Copy the lines exactly as they appear, starting with the first line of the records and ending with the line that contains "pub mod atoms;".

(Saved entries)
============================================================
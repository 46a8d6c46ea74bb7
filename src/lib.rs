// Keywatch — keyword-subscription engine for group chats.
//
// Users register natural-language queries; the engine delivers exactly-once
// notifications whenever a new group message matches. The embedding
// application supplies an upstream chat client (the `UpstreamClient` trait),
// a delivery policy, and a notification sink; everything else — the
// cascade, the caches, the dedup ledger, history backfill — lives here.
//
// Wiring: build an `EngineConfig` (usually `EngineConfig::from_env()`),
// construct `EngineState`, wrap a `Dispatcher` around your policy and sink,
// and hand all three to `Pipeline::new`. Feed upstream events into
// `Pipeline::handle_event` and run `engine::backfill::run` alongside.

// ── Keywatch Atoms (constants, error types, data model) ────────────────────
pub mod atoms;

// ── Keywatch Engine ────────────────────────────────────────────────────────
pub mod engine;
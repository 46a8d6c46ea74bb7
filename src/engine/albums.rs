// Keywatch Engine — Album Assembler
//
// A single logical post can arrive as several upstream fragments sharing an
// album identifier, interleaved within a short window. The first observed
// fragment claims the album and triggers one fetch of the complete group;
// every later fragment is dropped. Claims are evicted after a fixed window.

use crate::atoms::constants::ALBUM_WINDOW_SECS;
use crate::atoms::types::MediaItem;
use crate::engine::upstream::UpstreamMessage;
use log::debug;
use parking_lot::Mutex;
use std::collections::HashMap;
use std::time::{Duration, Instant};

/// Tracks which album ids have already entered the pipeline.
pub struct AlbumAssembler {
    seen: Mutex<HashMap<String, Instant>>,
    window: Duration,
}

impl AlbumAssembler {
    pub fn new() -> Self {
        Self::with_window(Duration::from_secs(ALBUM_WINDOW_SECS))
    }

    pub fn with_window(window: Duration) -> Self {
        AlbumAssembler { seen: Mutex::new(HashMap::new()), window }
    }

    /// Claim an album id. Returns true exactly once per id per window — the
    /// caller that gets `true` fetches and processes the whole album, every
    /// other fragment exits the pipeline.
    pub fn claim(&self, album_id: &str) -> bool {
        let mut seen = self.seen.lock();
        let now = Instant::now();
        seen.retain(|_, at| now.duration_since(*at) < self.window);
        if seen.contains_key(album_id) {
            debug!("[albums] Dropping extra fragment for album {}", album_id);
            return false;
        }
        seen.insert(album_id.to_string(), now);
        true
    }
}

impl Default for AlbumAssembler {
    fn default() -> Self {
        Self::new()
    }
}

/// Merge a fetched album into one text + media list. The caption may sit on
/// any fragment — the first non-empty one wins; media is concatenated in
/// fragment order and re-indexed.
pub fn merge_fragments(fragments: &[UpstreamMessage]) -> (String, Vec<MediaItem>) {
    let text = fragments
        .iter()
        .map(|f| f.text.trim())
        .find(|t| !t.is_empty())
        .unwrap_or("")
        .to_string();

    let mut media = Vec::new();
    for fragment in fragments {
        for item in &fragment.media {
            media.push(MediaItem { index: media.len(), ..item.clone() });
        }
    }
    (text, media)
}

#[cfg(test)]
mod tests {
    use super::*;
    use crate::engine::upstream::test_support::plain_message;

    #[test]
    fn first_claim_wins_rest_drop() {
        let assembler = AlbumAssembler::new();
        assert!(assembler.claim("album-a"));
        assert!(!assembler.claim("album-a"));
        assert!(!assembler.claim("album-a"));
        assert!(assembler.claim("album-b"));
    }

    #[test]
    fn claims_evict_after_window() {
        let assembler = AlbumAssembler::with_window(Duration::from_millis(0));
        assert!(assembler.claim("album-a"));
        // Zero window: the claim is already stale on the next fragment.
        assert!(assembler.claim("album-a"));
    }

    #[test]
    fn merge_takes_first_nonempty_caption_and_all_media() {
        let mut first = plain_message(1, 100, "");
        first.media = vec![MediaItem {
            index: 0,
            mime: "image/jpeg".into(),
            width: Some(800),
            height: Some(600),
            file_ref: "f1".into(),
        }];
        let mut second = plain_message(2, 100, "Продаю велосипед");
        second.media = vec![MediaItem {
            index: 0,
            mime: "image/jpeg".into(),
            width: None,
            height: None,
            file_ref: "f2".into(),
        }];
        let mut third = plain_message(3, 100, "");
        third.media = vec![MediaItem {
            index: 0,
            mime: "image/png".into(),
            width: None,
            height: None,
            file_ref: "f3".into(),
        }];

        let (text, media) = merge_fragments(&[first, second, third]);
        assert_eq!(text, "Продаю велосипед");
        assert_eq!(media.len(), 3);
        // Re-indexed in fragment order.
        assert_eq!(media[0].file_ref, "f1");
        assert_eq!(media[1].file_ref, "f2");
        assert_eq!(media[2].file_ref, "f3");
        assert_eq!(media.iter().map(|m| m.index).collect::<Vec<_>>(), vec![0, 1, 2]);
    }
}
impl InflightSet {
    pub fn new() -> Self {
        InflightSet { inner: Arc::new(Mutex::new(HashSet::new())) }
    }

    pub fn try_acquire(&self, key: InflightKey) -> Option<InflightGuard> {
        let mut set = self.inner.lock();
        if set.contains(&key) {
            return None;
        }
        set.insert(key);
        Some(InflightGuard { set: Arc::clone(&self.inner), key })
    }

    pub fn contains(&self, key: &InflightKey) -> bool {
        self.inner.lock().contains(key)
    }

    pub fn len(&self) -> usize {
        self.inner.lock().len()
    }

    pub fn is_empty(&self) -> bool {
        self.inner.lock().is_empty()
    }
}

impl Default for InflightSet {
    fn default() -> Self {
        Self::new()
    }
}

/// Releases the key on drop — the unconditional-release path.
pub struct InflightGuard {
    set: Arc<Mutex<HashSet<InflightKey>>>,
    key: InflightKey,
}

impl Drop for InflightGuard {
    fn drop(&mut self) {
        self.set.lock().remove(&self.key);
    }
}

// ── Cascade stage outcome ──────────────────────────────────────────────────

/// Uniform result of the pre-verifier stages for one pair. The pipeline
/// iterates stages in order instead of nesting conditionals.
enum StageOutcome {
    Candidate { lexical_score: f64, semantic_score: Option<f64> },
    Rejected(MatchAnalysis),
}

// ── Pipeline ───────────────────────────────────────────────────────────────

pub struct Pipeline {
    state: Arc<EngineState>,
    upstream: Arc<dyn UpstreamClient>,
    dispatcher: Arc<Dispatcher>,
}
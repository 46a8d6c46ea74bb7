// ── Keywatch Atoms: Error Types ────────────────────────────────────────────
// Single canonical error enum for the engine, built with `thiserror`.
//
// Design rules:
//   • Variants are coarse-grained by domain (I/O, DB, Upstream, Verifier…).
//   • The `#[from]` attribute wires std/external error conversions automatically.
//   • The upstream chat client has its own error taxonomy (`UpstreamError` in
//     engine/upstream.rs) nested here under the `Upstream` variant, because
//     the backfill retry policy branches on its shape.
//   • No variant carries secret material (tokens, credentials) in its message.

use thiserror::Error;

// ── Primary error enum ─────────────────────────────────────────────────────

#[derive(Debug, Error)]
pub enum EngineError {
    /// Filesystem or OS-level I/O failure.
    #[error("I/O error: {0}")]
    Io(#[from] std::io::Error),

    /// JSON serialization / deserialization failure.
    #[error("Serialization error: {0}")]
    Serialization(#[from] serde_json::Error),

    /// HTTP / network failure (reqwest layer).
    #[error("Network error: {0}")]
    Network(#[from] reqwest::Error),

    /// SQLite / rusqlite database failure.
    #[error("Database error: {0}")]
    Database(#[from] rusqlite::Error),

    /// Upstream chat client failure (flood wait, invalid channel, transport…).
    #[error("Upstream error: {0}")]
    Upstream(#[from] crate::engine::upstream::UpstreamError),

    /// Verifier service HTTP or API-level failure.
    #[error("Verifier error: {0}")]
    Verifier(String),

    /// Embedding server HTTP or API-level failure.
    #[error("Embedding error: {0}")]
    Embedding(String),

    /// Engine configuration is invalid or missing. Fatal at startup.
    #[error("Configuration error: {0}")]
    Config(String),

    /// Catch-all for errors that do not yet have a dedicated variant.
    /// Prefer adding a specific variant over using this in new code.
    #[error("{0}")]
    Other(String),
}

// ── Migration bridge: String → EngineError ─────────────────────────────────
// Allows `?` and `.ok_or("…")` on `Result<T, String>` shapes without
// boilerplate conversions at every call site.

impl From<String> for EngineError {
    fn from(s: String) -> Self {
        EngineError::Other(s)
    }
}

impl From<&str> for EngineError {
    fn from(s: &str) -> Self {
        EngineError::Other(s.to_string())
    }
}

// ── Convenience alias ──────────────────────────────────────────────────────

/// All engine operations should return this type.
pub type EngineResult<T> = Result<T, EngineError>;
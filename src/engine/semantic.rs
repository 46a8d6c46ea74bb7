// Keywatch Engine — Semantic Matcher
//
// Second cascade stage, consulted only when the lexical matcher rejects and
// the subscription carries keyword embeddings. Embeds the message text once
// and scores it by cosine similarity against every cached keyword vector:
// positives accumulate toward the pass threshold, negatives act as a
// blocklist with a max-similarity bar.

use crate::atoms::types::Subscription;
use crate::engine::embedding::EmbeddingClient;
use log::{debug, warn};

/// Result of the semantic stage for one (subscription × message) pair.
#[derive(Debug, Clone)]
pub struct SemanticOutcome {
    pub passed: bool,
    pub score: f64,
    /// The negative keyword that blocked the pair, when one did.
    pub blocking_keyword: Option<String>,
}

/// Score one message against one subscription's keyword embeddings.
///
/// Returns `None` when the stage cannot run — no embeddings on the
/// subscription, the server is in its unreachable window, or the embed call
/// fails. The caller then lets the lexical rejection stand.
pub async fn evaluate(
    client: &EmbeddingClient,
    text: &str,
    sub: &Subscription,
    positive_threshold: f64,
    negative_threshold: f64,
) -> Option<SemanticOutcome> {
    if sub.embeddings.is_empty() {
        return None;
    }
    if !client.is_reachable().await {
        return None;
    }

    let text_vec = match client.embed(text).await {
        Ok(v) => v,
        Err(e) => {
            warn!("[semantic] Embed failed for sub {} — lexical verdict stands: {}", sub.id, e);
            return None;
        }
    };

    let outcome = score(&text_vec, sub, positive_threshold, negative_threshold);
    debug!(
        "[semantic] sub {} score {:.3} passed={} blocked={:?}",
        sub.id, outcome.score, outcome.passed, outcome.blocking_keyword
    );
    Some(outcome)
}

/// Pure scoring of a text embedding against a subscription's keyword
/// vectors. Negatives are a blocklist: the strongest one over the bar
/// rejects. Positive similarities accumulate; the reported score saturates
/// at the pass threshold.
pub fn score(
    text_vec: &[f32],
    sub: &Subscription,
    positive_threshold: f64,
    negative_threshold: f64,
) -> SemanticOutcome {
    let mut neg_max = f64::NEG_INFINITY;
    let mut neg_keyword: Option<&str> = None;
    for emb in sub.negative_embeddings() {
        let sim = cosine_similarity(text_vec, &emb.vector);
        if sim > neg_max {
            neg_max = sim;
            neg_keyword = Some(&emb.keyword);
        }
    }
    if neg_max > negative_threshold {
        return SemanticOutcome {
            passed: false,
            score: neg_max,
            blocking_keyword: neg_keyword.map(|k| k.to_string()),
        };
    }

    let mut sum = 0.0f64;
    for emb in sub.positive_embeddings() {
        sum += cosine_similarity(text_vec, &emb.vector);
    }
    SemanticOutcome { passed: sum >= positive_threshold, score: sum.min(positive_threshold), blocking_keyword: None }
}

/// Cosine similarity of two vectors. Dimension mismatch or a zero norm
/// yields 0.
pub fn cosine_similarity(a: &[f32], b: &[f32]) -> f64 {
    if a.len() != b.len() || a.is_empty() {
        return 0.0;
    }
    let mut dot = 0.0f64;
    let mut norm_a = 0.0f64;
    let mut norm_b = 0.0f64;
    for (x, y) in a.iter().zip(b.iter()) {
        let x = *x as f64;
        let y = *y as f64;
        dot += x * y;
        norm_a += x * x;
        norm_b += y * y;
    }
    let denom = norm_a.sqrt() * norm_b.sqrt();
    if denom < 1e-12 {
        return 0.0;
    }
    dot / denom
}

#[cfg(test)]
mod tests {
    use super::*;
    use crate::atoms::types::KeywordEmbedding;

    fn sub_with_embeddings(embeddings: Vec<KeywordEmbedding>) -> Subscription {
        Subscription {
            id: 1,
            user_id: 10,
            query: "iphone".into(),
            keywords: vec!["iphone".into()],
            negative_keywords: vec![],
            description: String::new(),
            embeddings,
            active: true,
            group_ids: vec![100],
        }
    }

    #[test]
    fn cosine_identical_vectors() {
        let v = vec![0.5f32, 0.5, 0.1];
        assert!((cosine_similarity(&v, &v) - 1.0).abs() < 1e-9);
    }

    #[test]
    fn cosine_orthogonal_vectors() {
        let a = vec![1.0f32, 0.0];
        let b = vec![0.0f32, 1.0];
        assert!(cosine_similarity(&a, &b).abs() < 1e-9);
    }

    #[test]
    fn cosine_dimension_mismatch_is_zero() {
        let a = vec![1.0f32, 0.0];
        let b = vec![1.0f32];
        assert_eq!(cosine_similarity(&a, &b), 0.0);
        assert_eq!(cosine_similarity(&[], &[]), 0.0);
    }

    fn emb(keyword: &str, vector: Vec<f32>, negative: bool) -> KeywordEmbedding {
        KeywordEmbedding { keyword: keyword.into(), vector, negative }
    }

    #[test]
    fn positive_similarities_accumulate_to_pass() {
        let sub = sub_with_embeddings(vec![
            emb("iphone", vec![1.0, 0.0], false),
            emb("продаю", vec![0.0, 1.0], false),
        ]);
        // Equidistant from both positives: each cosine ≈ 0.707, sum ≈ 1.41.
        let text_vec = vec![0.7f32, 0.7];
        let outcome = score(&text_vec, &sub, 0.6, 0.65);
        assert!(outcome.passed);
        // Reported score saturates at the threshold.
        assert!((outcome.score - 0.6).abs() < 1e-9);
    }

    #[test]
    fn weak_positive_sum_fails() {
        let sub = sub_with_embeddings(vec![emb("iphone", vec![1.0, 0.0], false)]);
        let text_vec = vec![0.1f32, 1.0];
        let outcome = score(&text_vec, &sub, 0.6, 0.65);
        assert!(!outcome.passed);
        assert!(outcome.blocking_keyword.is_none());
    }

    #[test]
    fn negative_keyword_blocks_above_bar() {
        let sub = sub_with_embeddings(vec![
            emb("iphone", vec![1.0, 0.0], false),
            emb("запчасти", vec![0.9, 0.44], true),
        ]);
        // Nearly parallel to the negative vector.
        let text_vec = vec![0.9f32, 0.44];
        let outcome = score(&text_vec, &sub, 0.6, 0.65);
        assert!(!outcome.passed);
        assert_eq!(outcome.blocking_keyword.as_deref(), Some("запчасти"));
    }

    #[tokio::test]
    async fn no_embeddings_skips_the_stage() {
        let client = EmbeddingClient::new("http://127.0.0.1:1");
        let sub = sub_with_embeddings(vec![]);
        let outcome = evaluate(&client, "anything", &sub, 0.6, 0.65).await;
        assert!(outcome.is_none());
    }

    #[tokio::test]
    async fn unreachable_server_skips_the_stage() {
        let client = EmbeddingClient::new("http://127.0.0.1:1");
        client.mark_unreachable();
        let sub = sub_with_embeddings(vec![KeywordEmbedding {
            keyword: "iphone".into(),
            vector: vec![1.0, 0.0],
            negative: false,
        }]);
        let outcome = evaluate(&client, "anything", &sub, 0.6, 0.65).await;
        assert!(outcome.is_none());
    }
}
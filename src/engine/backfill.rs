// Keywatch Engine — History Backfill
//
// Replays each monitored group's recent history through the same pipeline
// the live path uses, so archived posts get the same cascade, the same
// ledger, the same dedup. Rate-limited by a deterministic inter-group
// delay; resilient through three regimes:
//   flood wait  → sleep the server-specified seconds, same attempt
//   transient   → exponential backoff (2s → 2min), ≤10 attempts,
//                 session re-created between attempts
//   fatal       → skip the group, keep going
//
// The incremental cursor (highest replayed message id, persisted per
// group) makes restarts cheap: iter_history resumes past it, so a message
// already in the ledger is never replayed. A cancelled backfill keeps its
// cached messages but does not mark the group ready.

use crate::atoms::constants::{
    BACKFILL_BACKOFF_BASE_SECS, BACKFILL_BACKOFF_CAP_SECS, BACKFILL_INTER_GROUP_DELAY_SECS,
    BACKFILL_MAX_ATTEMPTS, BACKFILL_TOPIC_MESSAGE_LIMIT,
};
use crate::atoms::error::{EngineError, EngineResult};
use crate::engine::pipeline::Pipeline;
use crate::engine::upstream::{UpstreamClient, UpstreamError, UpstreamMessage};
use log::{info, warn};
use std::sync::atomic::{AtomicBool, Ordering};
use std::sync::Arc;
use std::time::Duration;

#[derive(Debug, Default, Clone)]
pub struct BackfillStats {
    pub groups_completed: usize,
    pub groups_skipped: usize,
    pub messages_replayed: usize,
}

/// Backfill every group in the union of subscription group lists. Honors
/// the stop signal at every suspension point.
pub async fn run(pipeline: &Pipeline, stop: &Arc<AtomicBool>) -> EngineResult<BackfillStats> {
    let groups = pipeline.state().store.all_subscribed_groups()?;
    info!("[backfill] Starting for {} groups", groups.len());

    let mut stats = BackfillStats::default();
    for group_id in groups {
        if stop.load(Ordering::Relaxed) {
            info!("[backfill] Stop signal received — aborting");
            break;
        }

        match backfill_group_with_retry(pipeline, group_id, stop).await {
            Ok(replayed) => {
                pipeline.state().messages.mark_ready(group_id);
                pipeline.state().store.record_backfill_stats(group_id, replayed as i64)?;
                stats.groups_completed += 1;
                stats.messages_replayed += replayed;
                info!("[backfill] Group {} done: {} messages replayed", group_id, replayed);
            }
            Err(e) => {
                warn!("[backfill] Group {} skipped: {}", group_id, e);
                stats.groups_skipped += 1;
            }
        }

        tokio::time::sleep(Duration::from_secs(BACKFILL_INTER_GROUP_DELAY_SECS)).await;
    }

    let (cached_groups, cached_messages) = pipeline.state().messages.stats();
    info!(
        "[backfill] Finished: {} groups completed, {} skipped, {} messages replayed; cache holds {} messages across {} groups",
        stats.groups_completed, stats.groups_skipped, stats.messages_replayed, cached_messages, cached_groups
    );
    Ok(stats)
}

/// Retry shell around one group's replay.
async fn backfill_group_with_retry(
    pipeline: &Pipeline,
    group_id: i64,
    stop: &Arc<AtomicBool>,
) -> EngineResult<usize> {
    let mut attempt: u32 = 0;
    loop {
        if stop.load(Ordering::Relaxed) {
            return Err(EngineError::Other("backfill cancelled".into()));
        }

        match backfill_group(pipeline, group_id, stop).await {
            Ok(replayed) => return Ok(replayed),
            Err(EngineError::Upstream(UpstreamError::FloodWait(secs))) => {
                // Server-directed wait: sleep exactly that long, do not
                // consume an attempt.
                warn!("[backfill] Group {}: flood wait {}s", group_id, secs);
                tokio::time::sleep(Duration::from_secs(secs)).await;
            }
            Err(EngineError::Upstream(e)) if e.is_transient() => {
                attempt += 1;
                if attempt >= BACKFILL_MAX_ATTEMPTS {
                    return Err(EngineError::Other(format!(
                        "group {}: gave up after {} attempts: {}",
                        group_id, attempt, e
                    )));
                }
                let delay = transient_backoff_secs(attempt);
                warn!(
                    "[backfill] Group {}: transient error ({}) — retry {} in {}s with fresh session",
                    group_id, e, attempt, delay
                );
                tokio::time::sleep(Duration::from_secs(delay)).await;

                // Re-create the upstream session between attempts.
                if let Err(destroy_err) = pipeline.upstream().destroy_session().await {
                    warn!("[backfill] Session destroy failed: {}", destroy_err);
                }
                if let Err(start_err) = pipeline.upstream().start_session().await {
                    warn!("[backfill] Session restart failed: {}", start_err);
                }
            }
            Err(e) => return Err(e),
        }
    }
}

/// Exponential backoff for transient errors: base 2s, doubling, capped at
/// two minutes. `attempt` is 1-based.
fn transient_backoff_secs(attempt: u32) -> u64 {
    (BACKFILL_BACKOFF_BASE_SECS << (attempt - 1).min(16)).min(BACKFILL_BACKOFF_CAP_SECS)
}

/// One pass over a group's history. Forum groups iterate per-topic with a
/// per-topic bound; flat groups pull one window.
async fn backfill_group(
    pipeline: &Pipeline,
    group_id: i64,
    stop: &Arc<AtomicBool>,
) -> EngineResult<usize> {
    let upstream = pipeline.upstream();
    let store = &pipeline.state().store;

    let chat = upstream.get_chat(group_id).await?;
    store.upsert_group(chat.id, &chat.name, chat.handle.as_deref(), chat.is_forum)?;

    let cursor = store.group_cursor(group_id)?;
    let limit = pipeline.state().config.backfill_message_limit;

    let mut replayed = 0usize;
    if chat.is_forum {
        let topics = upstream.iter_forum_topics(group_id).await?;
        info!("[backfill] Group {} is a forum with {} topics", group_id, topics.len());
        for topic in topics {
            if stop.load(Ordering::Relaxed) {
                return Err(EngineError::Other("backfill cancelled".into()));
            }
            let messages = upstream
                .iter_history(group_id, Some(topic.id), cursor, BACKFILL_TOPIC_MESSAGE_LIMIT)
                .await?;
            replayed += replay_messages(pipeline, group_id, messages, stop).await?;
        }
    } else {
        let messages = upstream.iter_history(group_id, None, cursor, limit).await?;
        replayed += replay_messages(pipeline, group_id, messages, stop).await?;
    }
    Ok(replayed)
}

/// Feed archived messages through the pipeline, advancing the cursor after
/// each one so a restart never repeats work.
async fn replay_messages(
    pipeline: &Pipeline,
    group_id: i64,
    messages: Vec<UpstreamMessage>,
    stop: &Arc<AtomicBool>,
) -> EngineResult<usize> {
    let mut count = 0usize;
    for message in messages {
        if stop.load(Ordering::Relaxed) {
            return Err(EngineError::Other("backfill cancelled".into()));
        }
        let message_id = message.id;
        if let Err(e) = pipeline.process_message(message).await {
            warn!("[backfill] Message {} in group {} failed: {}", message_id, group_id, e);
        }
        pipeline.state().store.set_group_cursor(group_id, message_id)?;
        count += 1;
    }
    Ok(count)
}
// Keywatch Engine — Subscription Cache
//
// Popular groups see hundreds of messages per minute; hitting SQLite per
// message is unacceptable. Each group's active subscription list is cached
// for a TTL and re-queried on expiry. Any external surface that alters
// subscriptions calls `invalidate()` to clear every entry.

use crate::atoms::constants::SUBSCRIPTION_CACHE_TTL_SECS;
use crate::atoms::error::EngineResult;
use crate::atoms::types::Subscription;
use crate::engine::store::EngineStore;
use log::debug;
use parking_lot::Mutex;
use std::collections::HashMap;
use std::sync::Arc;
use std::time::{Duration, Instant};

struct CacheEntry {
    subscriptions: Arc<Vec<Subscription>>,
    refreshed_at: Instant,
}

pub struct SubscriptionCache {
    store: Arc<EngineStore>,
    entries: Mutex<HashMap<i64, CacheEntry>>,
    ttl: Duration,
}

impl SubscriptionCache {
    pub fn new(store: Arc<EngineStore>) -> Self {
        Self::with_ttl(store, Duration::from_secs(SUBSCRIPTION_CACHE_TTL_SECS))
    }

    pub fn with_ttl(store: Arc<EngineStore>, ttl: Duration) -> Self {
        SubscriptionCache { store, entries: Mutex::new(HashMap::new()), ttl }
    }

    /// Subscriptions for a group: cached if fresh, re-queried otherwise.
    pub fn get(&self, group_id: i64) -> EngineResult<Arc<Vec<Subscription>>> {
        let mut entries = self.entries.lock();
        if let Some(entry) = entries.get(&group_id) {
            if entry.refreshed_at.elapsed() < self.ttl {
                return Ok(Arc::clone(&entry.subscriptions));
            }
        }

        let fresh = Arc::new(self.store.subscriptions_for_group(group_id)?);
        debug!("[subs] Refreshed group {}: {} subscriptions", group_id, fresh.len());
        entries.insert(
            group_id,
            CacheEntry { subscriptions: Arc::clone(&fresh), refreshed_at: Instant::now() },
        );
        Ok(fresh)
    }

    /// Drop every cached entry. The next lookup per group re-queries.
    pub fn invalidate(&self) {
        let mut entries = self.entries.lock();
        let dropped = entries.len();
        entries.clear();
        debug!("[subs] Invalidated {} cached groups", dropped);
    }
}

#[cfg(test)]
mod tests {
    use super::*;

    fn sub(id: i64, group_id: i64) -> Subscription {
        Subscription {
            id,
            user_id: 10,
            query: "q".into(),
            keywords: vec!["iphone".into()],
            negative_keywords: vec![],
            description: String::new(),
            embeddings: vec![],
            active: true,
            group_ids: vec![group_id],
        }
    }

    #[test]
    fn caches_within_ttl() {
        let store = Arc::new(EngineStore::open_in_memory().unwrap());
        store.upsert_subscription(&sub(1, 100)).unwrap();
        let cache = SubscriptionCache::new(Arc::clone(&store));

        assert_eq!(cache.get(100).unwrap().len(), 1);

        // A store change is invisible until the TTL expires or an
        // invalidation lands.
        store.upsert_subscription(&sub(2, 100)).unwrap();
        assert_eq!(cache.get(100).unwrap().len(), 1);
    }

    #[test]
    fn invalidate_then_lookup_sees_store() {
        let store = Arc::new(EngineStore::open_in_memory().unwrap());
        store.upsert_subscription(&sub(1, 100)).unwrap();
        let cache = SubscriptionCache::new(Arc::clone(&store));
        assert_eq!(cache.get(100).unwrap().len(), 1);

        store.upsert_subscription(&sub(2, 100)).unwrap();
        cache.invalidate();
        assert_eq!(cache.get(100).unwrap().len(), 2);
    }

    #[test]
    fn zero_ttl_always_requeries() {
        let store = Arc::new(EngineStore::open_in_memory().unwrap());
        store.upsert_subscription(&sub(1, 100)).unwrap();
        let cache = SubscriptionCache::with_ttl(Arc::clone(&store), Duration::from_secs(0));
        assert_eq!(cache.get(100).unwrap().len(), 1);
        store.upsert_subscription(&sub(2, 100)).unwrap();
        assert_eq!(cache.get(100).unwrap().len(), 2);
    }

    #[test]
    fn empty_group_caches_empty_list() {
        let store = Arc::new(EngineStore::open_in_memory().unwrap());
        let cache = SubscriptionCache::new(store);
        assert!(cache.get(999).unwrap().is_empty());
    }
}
============================================================
■ **ANSWER**
repository 46a8d6c46ea74bb7
filename src/lib.rs
// Keywatch — keyword-subscription engine for group chats.
//
// Users register natural-language queries; the engine delivers exactly-once
// notifications whenever a new group message matches. The embedding
// application supplies an upstream chat client (the `UpstreamClient` trait),
// a delivery policy, and a notification sink; everything else — the
// cascade, the caches, the dedup ledger, history backfill — lives here.
//
// Wiring: build an `EngineConfig` (usually `EngineConfig::from_env()`),
// construct `EngineState`, wrap a `Dispatcher` around your policy and sink,
// and hand all three to `Pipeline::new`. Feed upstream events into
// `Pipeline::handle_event` and run `engine::backfill::run` alongside.

// ── Keywatch Atoms (constants, error types, data model) ────────────────────
pub mod atoms;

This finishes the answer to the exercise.